This feature is meant for templating languages that support inheritance and the idea came from my previous version of site that was generated by Hyde.
Hyde treats content files as templates themselves, which in templating language with block style inheritance can be used to append other data into different parts of the templates. For example:
src/index.html
---
title: Welcome!
extends: base.html
---
{% block css %}
{% parent %}
<link rel="stylesheet" type="text/css" href="/media/index.css"/>
{% endblock %}
{% block content %}
<h1>Welcome!</h1>
{% endblock %}
src/page.html
---
title: Normal page
extends: base.html
---
<h1>A regular page</h1>
templates/base.html
<html>
<head>
<title>{{ title }}</title>
{% block css %}
<link rel="stylesheet" type="text/css" href="/media/common.css"/>
{% endblock %}
</head>
<body>
{% block content %}{% end block %}
</body>
</html>
This method avoids having to write templates or partials that are specific to individual content files, and instead can have the content files drive specific portions of a more generic template. This also keeps content with it's requirement for special treatment together in one place.
For simple cases, like the page.html
above, nothing special has to be done in the content file, as defaults can be specified when setting up the templating engine/plugin.
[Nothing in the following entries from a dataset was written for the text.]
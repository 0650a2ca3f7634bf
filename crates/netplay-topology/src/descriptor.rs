//! Node, edge and interface descriptors.
//!
//! The field layout mirrors the persisted network document, so a descriptor
//! serializes to exactly what the network store keeps:
//!
//! ```text
//! {"data": {"id": "host_1", "label": "host_1"},
//!  "position": {"x": 50.0, "y": 10.0},
//!  "classes": ["host"],
//!  "config": {"type": "host", "label": "host_1"},
//!  "interface": []}
//! ```

use crate::coords::CanvasPosition;
use crate::device::DeviceType;

/// Identity part of a node.
#[derive(Debug, Clone, PartialEq)]
#[cfg_attr(feature = "serde", derive(serde::Serialize, serde::Deserialize))]
struct NodeData {
    id: String,
    label: String,
}

/// Denormalized type/label copy kept for the persistence layer.
#[derive(Debug, Clone, PartialEq)]
#[cfg_attr(feature = "serde", derive(serde::Serialize, serde::Deserialize))]
pub struct NodeConfig {
    #[cfg_attr(feature = "serde", serde(rename = "type"))]
    pub kind: DeviceType,
    pub label: String,
}

/// A network interface attached to a node.
#[derive(Debug, Clone, PartialEq)]
#[cfg_attr(feature = "serde", derive(serde::Serialize, serde::Deserialize))]
pub struct InterfaceDescriptor {
    pub id: String,
    pub name: String,
    /// Id of the edge this interface is plugged into
    pub connect: String,
}

/// One device on the canvas.
#[derive(Debug, Clone, PartialEq)]
#[cfg_attr(feature = "serde", derive(serde::Serialize, serde::Deserialize))]
pub struct NodeDescriptor {
    data: NodeData,
    position: CanvasPosition,
    classes: Vec<String>,
    config: NodeConfig,
    #[cfg_attr(feature = "serde", serde(rename = "interface", default))]
    interfaces: Vec<InterfaceDescriptor>,
}

impl NodeDescriptor {
    /// Create a freshly dropped node. The label starts out equal to the id
    /// and there are no interfaces yet.
    pub fn new(id: String, kind: DeviceType, position: CanvasPosition) -> Self {
        Self {
            data: NodeData {
                id: id.clone(),
                label: id.clone(),
            },
            position,
            classes: vec![kind.as_str().to_string()],
            config: NodeConfig { kind, label: id },
            interfaces: Vec::new(),
        }
    }

    pub fn id(&self) -> &str {
        &self.data.id
    }

    pub fn label(&self) -> &str {
        &self.data.label
    }

    pub fn position(&self) -> CanvasPosition {
        self.position
    }

    /// Device kind. Fixed at creation.
    pub fn type_tag(&self) -> DeviceType {
        self.config.kind
    }

    pub fn config(&self) -> &NodeConfig {
        &self.config
    }

    pub fn interfaces(&self) -> &[InterfaceDescriptor] {
        &self.interfaces
    }

    /// Move the node to a new canvas position.
    pub fn move_to(&mut self, position: CanvasPosition) {
        self.position = position;
    }

    /// Attach an interface. Called by edge-creation logic.
    pub fn add_interface(&mut self, interface: InterfaceDescriptor) {
        self.interfaces.push(interface);
    }
}

#[derive(Debug, Clone, PartialEq)]
#[cfg_attr(feature = "serde", derive(serde::Serialize, serde::Deserialize))]
struct EdgeData {
    id: String,
    source: String,
    target: String,
}

/// A link between two nodes.
#[derive(Debug, Clone, PartialEq)]
#[cfg_attr(feature = "serde", derive(serde::Serialize, serde::Deserialize))]
pub struct EdgeDescriptor {
    data: EdgeData,
}

impl EdgeDescriptor {
    pub fn new(id: impl Into<String>, source: impl Into<String>, target: impl Into<String>) -> Self {
        Self {
            data: EdgeData {
                id: id.into(),
                source: source.into(),
                target: target.into(),
            },
        }
    }

    pub fn id(&self) -> &str {
        &self.data.id
    }

    pub fn source(&self) -> &str {
        &self.data.source
    }

    pub fn target(&self) -> &str {
        &self.data.target
    }

    /// Whether this edge touches the given node.
    pub fn touches(&self, node_id: &str) -> bool {
        self.data.source == node_id || self.data.target == node_id
    }
}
I wrote a sample implementation in mayo@43a2d0d. It's a bit rough around the corners, especially with having to specify some of the language specific patterns manually, but there is no common way of defining blocks or auto detecting this from the template languages. Maybe potentially a shim library that would define these for common templating libraries, or something akin to consolidate.js for template engines with inheritance.
Any feedback, ideas, or opinions welcome.